_About this exercise_.
Can you quote, word for word, every line from the first line of the records below through the line containing "let mut manager = Self::from_json_str(&raw)?;", and nothing else?

*** Opening Given records ***

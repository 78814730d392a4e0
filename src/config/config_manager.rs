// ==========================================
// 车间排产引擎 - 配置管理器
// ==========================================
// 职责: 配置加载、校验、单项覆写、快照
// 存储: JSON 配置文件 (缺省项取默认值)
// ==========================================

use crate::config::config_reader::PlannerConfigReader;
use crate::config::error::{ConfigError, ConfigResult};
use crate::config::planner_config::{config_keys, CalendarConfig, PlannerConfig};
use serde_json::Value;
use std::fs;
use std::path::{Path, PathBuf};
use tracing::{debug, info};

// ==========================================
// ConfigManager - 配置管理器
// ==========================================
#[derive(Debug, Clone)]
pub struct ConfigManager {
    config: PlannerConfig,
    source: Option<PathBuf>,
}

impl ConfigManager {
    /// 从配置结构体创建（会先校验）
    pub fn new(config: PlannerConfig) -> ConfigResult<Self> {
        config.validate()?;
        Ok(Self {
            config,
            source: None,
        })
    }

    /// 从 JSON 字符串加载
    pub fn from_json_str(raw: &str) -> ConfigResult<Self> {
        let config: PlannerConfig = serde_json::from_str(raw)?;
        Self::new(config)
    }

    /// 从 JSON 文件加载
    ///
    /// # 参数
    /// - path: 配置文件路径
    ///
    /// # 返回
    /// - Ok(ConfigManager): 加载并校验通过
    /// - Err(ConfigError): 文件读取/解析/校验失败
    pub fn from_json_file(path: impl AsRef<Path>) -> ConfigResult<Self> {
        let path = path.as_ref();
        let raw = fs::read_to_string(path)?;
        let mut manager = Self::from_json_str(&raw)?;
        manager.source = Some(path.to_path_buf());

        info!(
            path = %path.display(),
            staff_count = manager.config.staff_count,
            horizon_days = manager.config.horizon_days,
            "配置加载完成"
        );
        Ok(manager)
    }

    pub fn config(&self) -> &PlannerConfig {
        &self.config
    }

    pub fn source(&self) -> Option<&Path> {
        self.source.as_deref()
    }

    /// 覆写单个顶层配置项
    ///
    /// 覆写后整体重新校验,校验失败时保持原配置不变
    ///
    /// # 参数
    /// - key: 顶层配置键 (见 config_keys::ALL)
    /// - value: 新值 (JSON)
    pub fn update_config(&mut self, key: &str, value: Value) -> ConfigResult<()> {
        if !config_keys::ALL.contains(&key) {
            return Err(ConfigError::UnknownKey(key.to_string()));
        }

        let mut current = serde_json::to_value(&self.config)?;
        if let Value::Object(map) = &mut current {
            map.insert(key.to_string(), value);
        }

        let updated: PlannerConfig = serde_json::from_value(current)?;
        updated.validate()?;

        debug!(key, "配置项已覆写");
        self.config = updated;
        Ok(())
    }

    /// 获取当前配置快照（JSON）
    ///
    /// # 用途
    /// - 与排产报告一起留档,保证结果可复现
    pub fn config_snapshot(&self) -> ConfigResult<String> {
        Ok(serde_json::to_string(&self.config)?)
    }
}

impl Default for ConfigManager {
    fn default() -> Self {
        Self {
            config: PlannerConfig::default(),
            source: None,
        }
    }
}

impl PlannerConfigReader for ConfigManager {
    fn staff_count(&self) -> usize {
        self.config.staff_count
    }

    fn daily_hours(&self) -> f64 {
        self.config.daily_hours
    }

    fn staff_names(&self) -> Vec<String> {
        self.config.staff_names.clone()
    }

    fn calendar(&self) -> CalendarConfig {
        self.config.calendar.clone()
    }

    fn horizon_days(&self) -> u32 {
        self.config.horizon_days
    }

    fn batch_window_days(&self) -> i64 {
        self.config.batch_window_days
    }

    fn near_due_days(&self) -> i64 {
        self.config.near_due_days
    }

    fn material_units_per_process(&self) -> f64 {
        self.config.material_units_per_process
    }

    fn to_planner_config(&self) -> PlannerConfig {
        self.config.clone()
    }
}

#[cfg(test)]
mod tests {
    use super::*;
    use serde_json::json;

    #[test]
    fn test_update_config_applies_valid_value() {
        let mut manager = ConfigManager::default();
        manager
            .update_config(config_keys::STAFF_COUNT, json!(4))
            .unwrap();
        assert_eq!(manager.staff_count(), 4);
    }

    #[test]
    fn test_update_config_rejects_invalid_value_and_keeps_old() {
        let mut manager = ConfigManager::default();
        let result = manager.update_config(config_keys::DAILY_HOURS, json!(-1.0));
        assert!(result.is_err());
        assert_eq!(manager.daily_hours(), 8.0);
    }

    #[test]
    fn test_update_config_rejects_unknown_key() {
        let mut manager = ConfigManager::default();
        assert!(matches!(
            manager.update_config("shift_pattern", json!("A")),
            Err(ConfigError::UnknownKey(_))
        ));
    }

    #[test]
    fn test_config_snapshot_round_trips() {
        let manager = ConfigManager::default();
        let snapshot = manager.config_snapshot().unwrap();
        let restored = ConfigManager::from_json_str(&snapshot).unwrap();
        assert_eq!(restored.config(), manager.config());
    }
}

*** Closing Given records ***

_Problem solution_.
repository 78814730d392a4e0
filename src/config/config_manager.rs
// ==========================================
// 车间排产引擎 - 配置管理器
// ==========================================
// 职责: 配置加载、校验、单项覆写、快照
// 存储: JSON 配置文件 (缺省项取默认值)
// ==========================================

use crate::config::config_reader::PlannerConfigReader;
use crate::config::error::{ConfigError, ConfigResult};
use crate::config::planner_config::{config_keys, CalendarConfig, PlannerConfig};
use serde_json::Value;
use std::fs;
use std::path::{Path, PathBuf};
use tracing::{debug, info};

// ==========================================
// ConfigManager - 配置管理器
// ==========================================
#[derive(Debug, Clone)]
pub struct ConfigManager {
    config: PlannerConfig,
    source: Option<PathBuf>,
}

impl ConfigManager {
    /// 从配置结构体创建（会先校验）
    pub fn new(config: PlannerConfig) -> ConfigResult<Self> {
        config.validate()?;
        Ok(Self {
            config,
            source: None,
        })
    }

    /// 从 JSON 字符串加载
    pub fn from_json_str(raw: &str) -> ConfigResult<Self> {
        let config: PlannerConfig = serde_json::from_str(raw)?;
        Self::new(config)
    }

    /// 从 JSON 文件加载
    ///
    /// # 参数
    /// - path: 配置文件路径
    ///
    /// # 返回
    /// - Ok(ConfigManager): 加载并校验通过
    /// - Err(ConfigError): 文件读取/解析/校验失败
    pub fn from_json_file(path: impl AsRef<Path>) -> ConfigResult<Self> {
        let path = path.as_ref();
        let raw = fs::read_to_string(path)?;
        let mut manager = Self::from_json_str(&raw)?;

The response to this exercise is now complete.